[Dataset content]:
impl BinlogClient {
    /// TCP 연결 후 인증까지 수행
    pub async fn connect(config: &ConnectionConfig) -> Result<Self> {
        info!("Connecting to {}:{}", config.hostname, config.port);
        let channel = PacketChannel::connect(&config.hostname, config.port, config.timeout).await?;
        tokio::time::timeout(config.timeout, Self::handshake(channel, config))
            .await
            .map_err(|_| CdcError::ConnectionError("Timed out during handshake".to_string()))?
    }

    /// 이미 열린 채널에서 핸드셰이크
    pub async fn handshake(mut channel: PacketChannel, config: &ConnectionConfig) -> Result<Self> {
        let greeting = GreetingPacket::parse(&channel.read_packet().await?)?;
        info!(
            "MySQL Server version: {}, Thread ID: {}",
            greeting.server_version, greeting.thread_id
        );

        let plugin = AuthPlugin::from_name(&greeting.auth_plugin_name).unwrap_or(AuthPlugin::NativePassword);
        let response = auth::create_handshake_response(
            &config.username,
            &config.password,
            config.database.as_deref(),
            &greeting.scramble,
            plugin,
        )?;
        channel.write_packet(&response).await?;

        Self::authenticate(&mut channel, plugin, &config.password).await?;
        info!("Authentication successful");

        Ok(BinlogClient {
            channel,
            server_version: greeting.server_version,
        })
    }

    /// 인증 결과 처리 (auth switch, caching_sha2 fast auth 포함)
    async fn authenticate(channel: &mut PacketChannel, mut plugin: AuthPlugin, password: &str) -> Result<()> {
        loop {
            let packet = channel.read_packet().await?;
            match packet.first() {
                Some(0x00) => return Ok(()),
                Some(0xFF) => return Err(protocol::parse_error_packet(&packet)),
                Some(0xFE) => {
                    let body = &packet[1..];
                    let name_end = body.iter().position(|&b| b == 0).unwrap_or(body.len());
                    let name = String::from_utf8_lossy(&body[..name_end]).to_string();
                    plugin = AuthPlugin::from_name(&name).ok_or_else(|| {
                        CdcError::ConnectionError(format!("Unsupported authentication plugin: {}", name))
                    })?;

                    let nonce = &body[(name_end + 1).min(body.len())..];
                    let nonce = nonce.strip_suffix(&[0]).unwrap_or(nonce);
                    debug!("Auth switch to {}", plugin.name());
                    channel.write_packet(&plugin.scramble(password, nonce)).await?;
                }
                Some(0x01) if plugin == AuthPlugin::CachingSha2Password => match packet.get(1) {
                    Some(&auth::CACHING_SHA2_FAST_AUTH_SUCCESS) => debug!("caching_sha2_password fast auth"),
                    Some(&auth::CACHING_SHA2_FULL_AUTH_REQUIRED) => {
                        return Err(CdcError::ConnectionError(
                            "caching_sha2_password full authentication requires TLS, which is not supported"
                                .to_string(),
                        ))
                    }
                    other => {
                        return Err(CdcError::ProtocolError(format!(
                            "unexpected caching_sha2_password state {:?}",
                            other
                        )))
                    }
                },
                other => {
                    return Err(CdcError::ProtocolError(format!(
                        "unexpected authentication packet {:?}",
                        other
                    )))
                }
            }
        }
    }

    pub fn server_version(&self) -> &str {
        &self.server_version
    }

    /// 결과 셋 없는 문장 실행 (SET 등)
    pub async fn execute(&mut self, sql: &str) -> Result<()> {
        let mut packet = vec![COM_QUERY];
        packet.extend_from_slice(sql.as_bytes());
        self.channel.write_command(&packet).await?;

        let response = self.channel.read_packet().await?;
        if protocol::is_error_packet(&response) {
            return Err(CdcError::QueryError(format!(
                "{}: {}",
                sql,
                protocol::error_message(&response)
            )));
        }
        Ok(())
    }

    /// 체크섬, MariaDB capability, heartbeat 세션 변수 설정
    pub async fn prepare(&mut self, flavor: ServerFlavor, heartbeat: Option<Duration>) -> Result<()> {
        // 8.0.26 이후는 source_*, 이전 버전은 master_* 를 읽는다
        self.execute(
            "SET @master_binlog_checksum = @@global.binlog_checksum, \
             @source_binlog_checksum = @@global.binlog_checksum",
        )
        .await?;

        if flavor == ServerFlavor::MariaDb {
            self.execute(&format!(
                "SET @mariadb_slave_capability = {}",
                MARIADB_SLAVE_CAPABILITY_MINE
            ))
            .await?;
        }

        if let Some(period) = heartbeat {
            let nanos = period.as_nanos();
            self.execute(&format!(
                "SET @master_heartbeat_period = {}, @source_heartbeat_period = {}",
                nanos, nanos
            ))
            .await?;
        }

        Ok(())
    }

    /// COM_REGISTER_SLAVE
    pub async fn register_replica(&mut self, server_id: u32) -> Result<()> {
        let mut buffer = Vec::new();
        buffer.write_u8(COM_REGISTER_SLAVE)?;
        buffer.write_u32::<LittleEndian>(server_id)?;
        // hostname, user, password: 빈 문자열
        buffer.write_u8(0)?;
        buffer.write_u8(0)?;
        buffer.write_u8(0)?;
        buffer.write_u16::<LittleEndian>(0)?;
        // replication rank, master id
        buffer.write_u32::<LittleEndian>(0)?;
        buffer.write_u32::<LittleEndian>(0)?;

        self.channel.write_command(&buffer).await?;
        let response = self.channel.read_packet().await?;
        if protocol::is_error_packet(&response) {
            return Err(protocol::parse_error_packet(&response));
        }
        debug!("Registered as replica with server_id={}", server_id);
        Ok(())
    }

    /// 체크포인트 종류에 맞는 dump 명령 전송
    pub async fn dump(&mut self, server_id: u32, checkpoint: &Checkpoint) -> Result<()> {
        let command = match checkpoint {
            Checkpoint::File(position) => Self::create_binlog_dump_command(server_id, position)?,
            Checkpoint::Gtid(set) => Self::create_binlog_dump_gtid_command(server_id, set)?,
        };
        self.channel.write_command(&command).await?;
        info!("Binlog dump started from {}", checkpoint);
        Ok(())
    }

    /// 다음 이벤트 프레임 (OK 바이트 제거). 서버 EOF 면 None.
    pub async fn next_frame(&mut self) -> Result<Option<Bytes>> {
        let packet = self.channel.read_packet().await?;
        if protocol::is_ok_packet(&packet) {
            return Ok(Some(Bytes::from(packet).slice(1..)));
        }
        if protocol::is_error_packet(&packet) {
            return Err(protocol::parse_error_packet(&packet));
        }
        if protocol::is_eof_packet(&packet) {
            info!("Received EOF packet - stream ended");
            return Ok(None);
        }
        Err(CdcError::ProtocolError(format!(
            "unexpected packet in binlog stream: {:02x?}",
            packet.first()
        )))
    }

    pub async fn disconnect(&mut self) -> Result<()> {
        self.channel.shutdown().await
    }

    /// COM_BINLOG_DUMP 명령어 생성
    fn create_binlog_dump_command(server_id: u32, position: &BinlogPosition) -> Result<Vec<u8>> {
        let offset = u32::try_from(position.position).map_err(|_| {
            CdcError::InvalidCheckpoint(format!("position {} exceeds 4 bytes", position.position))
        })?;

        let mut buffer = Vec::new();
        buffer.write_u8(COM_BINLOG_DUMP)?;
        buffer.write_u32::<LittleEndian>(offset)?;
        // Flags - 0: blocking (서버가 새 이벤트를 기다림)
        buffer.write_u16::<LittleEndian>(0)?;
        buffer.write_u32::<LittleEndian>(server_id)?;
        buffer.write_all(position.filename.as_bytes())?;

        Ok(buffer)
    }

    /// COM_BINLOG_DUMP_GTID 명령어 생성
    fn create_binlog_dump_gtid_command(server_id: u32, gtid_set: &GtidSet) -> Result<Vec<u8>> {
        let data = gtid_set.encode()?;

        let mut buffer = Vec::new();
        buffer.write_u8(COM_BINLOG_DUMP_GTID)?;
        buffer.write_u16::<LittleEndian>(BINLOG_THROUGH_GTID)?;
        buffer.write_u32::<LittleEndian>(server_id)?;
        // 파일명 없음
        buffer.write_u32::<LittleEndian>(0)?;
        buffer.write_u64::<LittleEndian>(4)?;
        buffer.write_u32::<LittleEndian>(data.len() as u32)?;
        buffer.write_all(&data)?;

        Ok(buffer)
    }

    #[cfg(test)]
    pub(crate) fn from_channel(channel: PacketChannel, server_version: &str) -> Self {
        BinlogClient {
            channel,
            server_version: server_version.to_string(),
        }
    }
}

[Task goal]:
Please return only the lines above, starting at the line that has "새 이벤트를 기다림)" and ending at the line that has "buffer.write_u64::<LittleEndian>(4)?;", keeping both and leaving each one unchanged.

[Your solution]:
        // Flags - 0: blocking (서버가 새 이벤트를 기다림)
        buffer.write_u16::<LittleEndian>(0)?;
        buffer.write_u32::<LittleEndian>(server_id)?;
        buffer.write_all(position.filename.as_bytes())?;

        Ok(buffer)
    }

    /// COM_BINLOG_DUMP_GTID 명령어 생성
    fn create_binlog_dump_gtid_command(server_id: u32, gtid_set: &GtidSet) -> Result<Vec<u8>> {
        let data = gtid_set.encode()?;

        let mut buffer = Vec::new();
        buffer.write_u8(COM_BINLOG_DUMP_GTID)?;
        buffer.write_u16::<LittleEndian>(BINLOG_THROUGH_GTID)?;
        buffer.write_u32::<LittleEndian>(server_id)?;
        // 파일명 없음
        buffer.write_u32::<LittleEndian>(0)?;
        buffer.write_u64::<LittleEndian>(4)?;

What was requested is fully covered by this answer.